De la perception de l’insondable aux profondeurs du mystère chez Pierre Jean Jouve
1Dans son ouvrage Pierre Jean Jouve. Mystère et sens dans l’œuvre romanesque, Titaua Porcher‑Wiart propose de sonder non pas les mystères, mais bien le mystère des romans de Jouve, envisageant ainsi la démarche artistique et romanesque de l’auteur sous un aspect unitaire. L’angle d’étude, novateur, adopté par la critique, a pour ambition de prendre appui sur la phénoménologie et d’apporter ainsi un éclairage original en s’écartant quelque peu des trois points de vue à partir desquels l’œuvre de Jouve a été, jusqu’à présent, interprétée (à savoir : psychanalytique, biographique et spirituel).
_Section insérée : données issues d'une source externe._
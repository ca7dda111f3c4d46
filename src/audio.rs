//! Sound cue vocabulary
//!
//! The core never synthesizes audio. It names the cue and the host's audio
//! collaborator decides how it sounds.

use serde::{Deserialize, Serialize};

/// Sound cues fired by the simulation
#[derive(Debug, Clone, Copy, PartialEq, Serialize, Deserialize)]
pub enum SoundCue {
    /// Control pressed on the pad
    ChargeStart,
    /// Charge power entered the sweet spot
    SweetSpotClick,
    /// Thrower released
    Launch,
    /// Air tap accepted (float)
    AirFloat,
    /// Air hold brake (throttled)
    AirBrake,
    /// Forward thrust accepted
    Thrust,
    /// Stamina or cap denied an action
    ActionDenied,
    /// Stamina running out
    StaminaLow,
    /// Ring collected (0-based ring index)
    RingCollect { index: u8 },
    /// Ground contact, intensity 0..1
    Impact { intensity: f64 },
    /// Slide started
    Slide,
    /// Slide tap accepted
    SlideExtend,
    /// Slide hold brake (throttled)
    SlideBrake,
    /// Record-zone heartbeat, intensity 0..1
    Heartbeat { intensity: f64 },
    /// On pace to beat the record
    RecordBreak,
    /// Passed the personal best inside the precision zone
    PbDing,
    /// Came to rest
    Land,
    /// Landed within the perfect window
    Perfect,
    /// Reached the Zeno target
    LevelUp,
    /// Hit-stop at the moment of falling
    FailImpact,
    /// Regular fall sound
    Fall,
    /// Rare fall sound
    WilhelmScream,
    /// Tutorial overlay opened
    TutorialPrompt,
}

impl SoundCue {
    /// Cues that are purely decorative and dropped under reduced effects
    pub fn is_ambient(&self) -> bool {
        matches!(
            self,
            SoundCue::Heartbeat { .. } | SoundCue::SweetSpotClick | SoundCue::PbDing
        )
    }
}

/// Haptic vibration patterns (milliseconds on/off)
pub mod haptics {
    pub const LAUNCH: &[u32] = &[15];
    pub const RING: &[u32] = &[10, 20, 10];
    pub const LAND: &[u32] = &[20];
    pub const PERFECT: &[u32] = &[30, 40, 30];
    pub const LEVEL_UP: &[u32] = &[40, 30, 40, 30, 80];
    pub const FAIL: &[u32] = &[60];
    pub const DENIED: &[u32] = &[8];
}

#[cfg(test)]
mod tests {
    use super::*;

    #[test]
    fn test_ambient_cues() {
        assert!(SoundCue::Heartbeat { intensity: 1.0 }.is_ambient());
        assert!(!SoundCue::Land.is_ambient());
        assert!(!SoundCue::RingCollect { index: 2 }.is_ambient());
    }
}
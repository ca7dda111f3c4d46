//! Throw economy
//!
//! Free throws regenerate over time up to a cap. Permanent throws come from
//! rewards and never expire. With neither left, the player throws in
//! practice mode: the simulation runs but nothing is scored or saved.

use serde::{Deserialize, Serialize};

/// Free throws stop regenerating at this count
pub const FREE_THROWS_CAP: u32 = 5;
/// One free throw regenerates per interval
pub const FREE_THROW_REGEN_MS: u64 = 20 * 60 * 1000;

/// What paid for a throw
#[derive(Debug, Clone, Copy, PartialEq, Eq, Serialize, Deserialize)]
pub enum ThrowGrant {
    /// Premium players never spend throws
    Unlimited,
    Free,
    Permanent,
    /// Nothing left: run without scoring
    Practice,
}

impl ThrowGrant {
    pub fn is_practice(&self) -> bool {
        matches!(self, ThrowGrant::Practice)
    }
}

/// Persisted throw counts
#[derive(Debug, Clone, Copy, PartialEq, Eq, Serialize, Deserialize)]
pub struct ThrowState {
    pub free_throws: u32,
    pub permanent_throws: u32,
    /// Timestamp the regeneration clock last advanced from
    pub last_regen_ms: u64,
    #[serde(default)]
    pub premium: bool,
}

impl Default for ThrowState {
    fn default() -> Self {
        Self {
            free_throws: FREE_THROWS_CAP,
            permanent_throws: 0,
            last_regen_ms: 0,
            premium: false,
        }
    }
}

impl ThrowState {
    pub fn new(now_ms: u64) -> Self {
        Self {
            last_regen_ms: now_ms,
            ..Default::default()
        }
    }

    /// Credit free throws for the time elapsed since the last regeneration
    pub fn regenerate(&mut self, now_ms: u64) {
        if self.premium {
            return;
        }
        if self.free_throws >= FREE_THROWS_CAP {
            self.last_regen_ms = now_ms;
            return;
        }
        let elapsed = now_ms.saturating_sub(self.last_regen_ms);
        let earned = elapsed / FREE_THROW_REGEN_MS;
        if earned == 0 {
            return;
        }
        let earned = u32::try_from(earned).unwrap_or(u32::MAX);
        self.free_throws = self.free_throws.saturating_add(earned).min(FREE_THROWS_CAP);
        // Keep the partial interval so regeneration never loses time
        self.last_regen_ms = now_ms - elapsed % FREE_THROW_REGEN_MS;
        log::debug!("Regenerated free throws: now {}", self.free_throws);
    }

    /// Spend one throw: free, then permanent, then practice mode
    pub fn consume(&mut self) -> ThrowGrant {
        if self.premium {
            ThrowGrant::Unlimited
        } else if self.free_throws > 0 {
            self.free_throws -= 1;
            ThrowGrant::Free
        } else if self.permanent_throws > 0 {
            self.permanent_throws -= 1;
            ThrowGrant::Permanent
        } else {
            log::info!("Out of throws, entering practice mode");
            ThrowGrant::Practice
        }
    }

    pub fn add_permanent(&mut self, amount: u32) {
        self.permanent_throws = self.permanent_throws.saturating_add(amount);
    }

    pub fn can_make_real_throw(&self) -> bool {
        self.premium || self.free_throws > 0 || self.permanent_throws > 0
    }

    /// Throws available for display; `None` means unlimited
    pub fn total(&self) -> Option<u32> {
        if self.premium {
            None
        } else {
            Some(self.free_throws + self.permanent_throws)
        }
    }

    /// Milliseconds until the next free throw, 0 when capped
    pub fn ms_until_next(&self, now_ms: u64) -> u64 {
        if self.premium || self.free_throws >= FREE_THROWS_CAP {
            return 0;
        }
        let elapsed = now_ms.saturating_sub(self.last_regen_ms);
        FREE_THROW_REGEN_MS.saturating_sub(elapsed)
    }
}

/// Format a countdown as `M:SS`, empty when nothing is pending
pub fn format_regen_time(ms: u64) -> String {
    if ms == 0 {
        return String::new();
    }
    let total_seconds = ms.div_ceil(1000);
    format!("{}:{:02}", total_seconds / 60, total_seconds % 60)
}
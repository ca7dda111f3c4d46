//! Precision input tracking
//!
//! Turns the raw "control pressed" level into per-frame edges and hold
//! lengths. Everything here counts input frames, so slow motion never
//! changes what counts as a tap.

use std::collections::VecDeque;

use serde::{Deserialize, Serialize};

/// Releases within this many held frames count as taps
pub const TAP_GRACE_FRAMES: u32 = 4;
/// Buffered inputs older than this are discarded
pub const BUFFER_WINDOW_MS: f64 = 200.0;
/// Slow-mo above this starts buffering
pub const BUFFER_START_SLOW_MO: f64 = 0.8;
/// Slow-mo below this flushes the buffer
pub const BUFFER_STOP_SLOW_MO: f64 = 0.3;

/// Edge-triggered input facts for the current frame
#[derive(Debug, Clone, Copy, Default, PartialEq, Eq, Serialize, Deserialize)]
pub struct PrecisionInput {
    pub pressed_this_frame: bool,
    pub released_this_frame: bool,
    /// Frames the control has been held (1 on the press frame)
    pub hold_duration: u32,
    pub last_pressed_state: bool,
    /// `hold_duration` captured on the release frame
    pub hold_duration_at_release: u32,
}

impl PrecisionInput {
    /// Advance one input frame with the raw pressed level and any buffered facts
    pub fn update(&mut self, pressed: bool, buffered: BufferedFacts) {
        let was_pressed = self.last_pressed_state;
        self.pressed_this_frame = pressed && !was_pressed;
        self.released_this_frame = !pressed && was_pressed;

        if self.released_this_frame {
            self.hold_duration_at_release = self.hold_duration;
        }

        if buffered.tap {
            // A whole press+release that happened while time was frozen
            self.pressed_this_frame = true;
            self.released_this_frame = true;
            self.hold_duration_at_release = 1;
        } else {
            if buffered.press {
                self.pressed_this_frame = true;
            }
            if buffered.release && !self.released_this_frame {
                self.released_this_frame = true;
                self.hold_duration_at_release = self.hold_duration;
            }
        }

        if pressed {
            self.hold_duration += 1;
        } else {
            self.hold_duration = 0;
        }
        self.last_pressed_state = pressed;
    }

    /// Released quickly enough to count as a tap
    pub fn is_tap_release(&self) -> bool {
        self.released_this_frame && self.hold_duration_at_release <= TAP_GRACE_FRAMES
    }

    /// The frame a press stops being a tap candidate
    pub fn grace_expired_this_frame(&self) -> bool {
        self.last_pressed_state && self.hold_duration == TAP_GRACE_FRAMES + 1
    }

    /// Held past the tap grace window
    pub fn is_holding(&self) -> bool {
        self.last_pressed_state && self.hold_duration > TAP_GRACE_FRAMES
    }
}

/// Kinds of input the host can buffer during heavy slow motion
#[derive(Debug, Clone, Copy, PartialEq, Eq, Serialize, Deserialize)]
pub enum BufferedKind {
    Press,
    Release,
    Tap,
}

/// Facts drained from the buffer, consumed by exactly one frame
#[derive(Debug, Clone, Copy, Default, PartialEq, Eq)]
pub struct BufferedFacts {
    pub press: bool,
    pub release: bool,
    pub tap: bool,
}

/// Queue of inputs captured while slow-mo is heavy.
///
/// While buffering, raw edges are held here instead of reaching
/// `PrecisionInput`; they are handed over once when buffering stops.
#[derive(Debug, Clone, Default, Serialize, Deserialize)]
pub struct InputBuffer {
    active: bool,
    /// Raw control level as of the last captured edge
    level: bool,
    pending: VecDeque<(BufferedKind, f64)>,
}

impl InputBuffer {
    pub fn is_buffering(&self) -> bool {
        self.active
    }

    /// Queue a raw edge if the level changed since the last one
    pub fn observe(&mut self, pressed: bool, now_ms: f64) {
        if !self.active || pressed == self.level {
            return;
        }
        self.level = pressed;
        let kind = if pressed {
            BufferedKind::Press
        } else {
            BufferedKind::Release
        };
        self.push(kind, now_ms);
    }

    /// Record an input; ignored unless buffering
    pub fn push(&mut self, kind: BufferedKind, now_ms: f64) {
        if !self.active {
            return;
        }
        while let Some(&(_, t)) = self.pending.front() {
            if now_ms - t < BUFFER_WINDOW_MS {
                break;
            }
            self.pending.pop_front();
        }
        self.pending.push_back((kind, now_ms));
    }

    /// Start or stop buffering from the current slow-mo.
    ///
    /// `pressed` is the raw level edges are measured from once buffering
    /// starts. Returns the buffered facts on the frame buffering stops.
    pub fn follow_slow_mo(&mut self, slow_mo: f64, pressed: bool) -> BufferedFacts {
        if !self.active && slow_mo > BUFFER_START_SLOW_MO {
            self.active = true;
            self.level = pressed;
            self.pending.clear();
            log::debug!("Input buffering started");
        } else if self.active && slow_mo < BUFFER_STOP_SLOW_MO {
            self.active = false;
            return self.drain();
        }
        BufferedFacts::default()
    }

    fn drain(&mut self) -> BufferedFacts {
        let mut facts = BufferedFacts::default();
        for (kind, _) in self.pending.drain(..) {
            match kind {
                BufferedKind::Press => facts.press = true,
                // Pressed and released while frozen
                BufferedKind::Release if facts.press => {
                    facts.press = false;
                    facts.tap = true;
                }
                BufferedKind::Release => facts.release = true,
                BufferedKind::Tap => facts.tap = true,
            }
        }
        facts
    }

    pub fn clear(&mut self) {
        self.active = false;
        self.level = false;
        self.pending.clear();
    }
}
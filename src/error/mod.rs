//! Error handling for the Instagram client
//!
//! This module defines the error taxonomy shared by the facade, the transport
//! and every feature module.

pub mod types;

pub use types::{Error, Result};
//! Utility functions and helpers
//!
//! This module contains utility functions used throughout the application.

pub mod version;

pub use version::{VERSION, get_version};
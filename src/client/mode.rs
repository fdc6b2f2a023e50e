//! Result mode and the shape of operation results

use crate::{Result, transport::Response};
use serde::Serialize;

/// Whether operations decode responses or hand them back untouched
#[derive(Debug, Clone, Copy, Default, PartialEq, Eq, Serialize)]
pub enum ResultMode {
    /// Decode into typed domain objects
    #[default]
    Normalized,
    /// Return the transport response unchanged
    Raw,
}

impl From<bool> for ResultMode {
    fn from(normalized: bool) -> Self {
        if normalized {
            Self::Normalized
        } else {
            Self::Raw
        }
    }
}

impl From<ResultMode> for bool {
    fn from(mode: ResultMode) -> Self {
        mode == ResultMode::Normalized
    }
}

/// Result of a feature operation
#[derive(Debug, Clone, PartialEq)]
pub enum Outcome<N> {
    Normalized(N),
    Raw(Response),
}

impl<N> Outcome<N> {
    pub fn is_raw(&self) -> bool {
        matches!(self, Self::Raw(_))
    }

    pub fn normalized(&self) -> Option<&N> {
        match self {
            Self::Normalized(value) => Some(value),
            Self::Raw(_) => None,
        }
    }

    pub fn raw(&self) -> Option<&Response> {
        match self {
            Self::Normalized(_) => None,
            Self::Raw(response) => Some(response),
        }
    }

    pub fn into_normalized(self) -> Option<N> {
        match self {
            Self::Normalized(value) => Some(value),
            Self::Raw(_) => None,
        }
    }

    pub fn into_raw(self) -> Option<Response> {
        match self {
            Self::Normalized(_) => None,
            Self::Raw(response) => Some(response),
        }
    }
}

impl<N: Serialize> Outcome<N> {
    /// JSON view of the result
    ///
    /// Raw bodies that are not JSON become a string value.
    pub fn to_json(&self) -> Result<serde_json::Value> {
        match self {
            Self::Normalized(value) => Ok(serde_json::to_value(value)?),
            Self::Raw(response) => Ok(serde_json::from_str(&response.body)
                .unwrap_or_else(|_| serde_json::Value::String(response.body.clone()))),
        }
    }
}
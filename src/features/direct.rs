//! Direct messages

use super::{capability, validate};
use crate::{
    Result,
    client::{ClientGeneric, Outcome},
    transport::{Method, Transport},
    types::{DirectInbox, DirectSendResult, DirectThreadResponse},
};
use uuid::Uuid;

#[derive(Debug)]
pub struct Direct<'a, T: Transport> {
    client: &'a ClientGeneric<T>,
}

capability!(Direct, "direct");

impl<T: Transport> Direct<'_, T> {
    /// Thread list, optionally continuing from `cursor`
    pub async fn inbox(&self, cursor: Option<&str>) -> Result<Outcome<DirectInbox>> {
        let cursor = validate::cursor("cursor", cursor)?;
        self.client.check_prerequisites()?;

        let request = self
            .client
            .request(Method::Get, "direct_v2/inbox/")
            .query("persistentBadging", "true")
            .query("visual_message_return_type", "unseen")
            .query_opt("cursor", cursor);
        self.execute(request).await
    }

    /// Messages of one thread, optionally continuing from `cursor`
    pub async fn thread(
        &self,
        thread_id: &str,
        cursor: Option<&str>,
    ) -> Result<Outcome<DirectThreadResponse>> {
        let thread_id = validate::numeric_id("thread_id", thread_id)?;
        let cursor = validate::cursor("cursor", cursor)?;
        self.client.check_prerequisites()?;

        let request = self
            .client
            .request(Method::Get, format!("direct_v2/threads/{thread_id}/"))
            .query_opt("cursor", cursor);
        self.execute(request).await
    }

    /// Send a text message to one or more accounts
    ///
    /// A fresh `client_context` is generated per call; use
    /// [`send_text_with_context`](Self::send_text_with_context) to resend
    /// the same message.
    pub async fn send_text(
        &self,
        recipients: &[&str],
        text: &str,
    ) -> Result<Outcome<DirectSendResult>> {
        let context = Uuid::new_v4().to_string();
        self.send_text_with_context(recipients, text, &context).await
    }

    /// Send a text message under a caller-chosen `client_context`
    ///
    /// The server deduplicates messages by context, so retries should reuse it.
    pub async fn send_text_with_context(
        &self,
        recipients: &[&str],
        text: &str,
        client_context: &str,
    ) -> Result<Outcome<DirectSendResult>> {
        let recipients = validate::recipients("recipients", recipients)?;
        let text = validate::text("text", text)?;
        let client_context = validate::text("client_context", client_context)?;
        self.client.check_prerequisites()?;

        let request = self
            .client
            .post("direct_v2/threads/broadcast/text/")
            .form("recipient_users", format!("[[{}]]", recipients.join(",")))
            .form("action", "send_item")
            .form("client_context", client_context)
            .form("text", text);
        self.execute(request).await
    }
}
Cependant, chercher à découvrir le sens du mystère, n’est‑ce pas une démarche qui amène à discuter une aporie, dans la mesure où ce mystère est peut-être précisément ce qui donne sens à l’œuvre ? Pas forcément, comme nous le montre l’auteur de l’ouvrage critique : le caractère insondable de certains passages des romans fait partie de l’essence même de l’art romanesque de Jouve, et en constitue précisément la richesse. Ainsi, les écrits ne sont‑ils jamais des révélations : au mieux peuvent‑ils engendrer des résonances chez celui qui s’y penche, s’y accroche, y pénètre. Cette résistance constante de l’œuvre est précisément ce qui fonde la force de Jouve, celle qui « réside dans ce qui se montre et échappe à la fois » (p. 13).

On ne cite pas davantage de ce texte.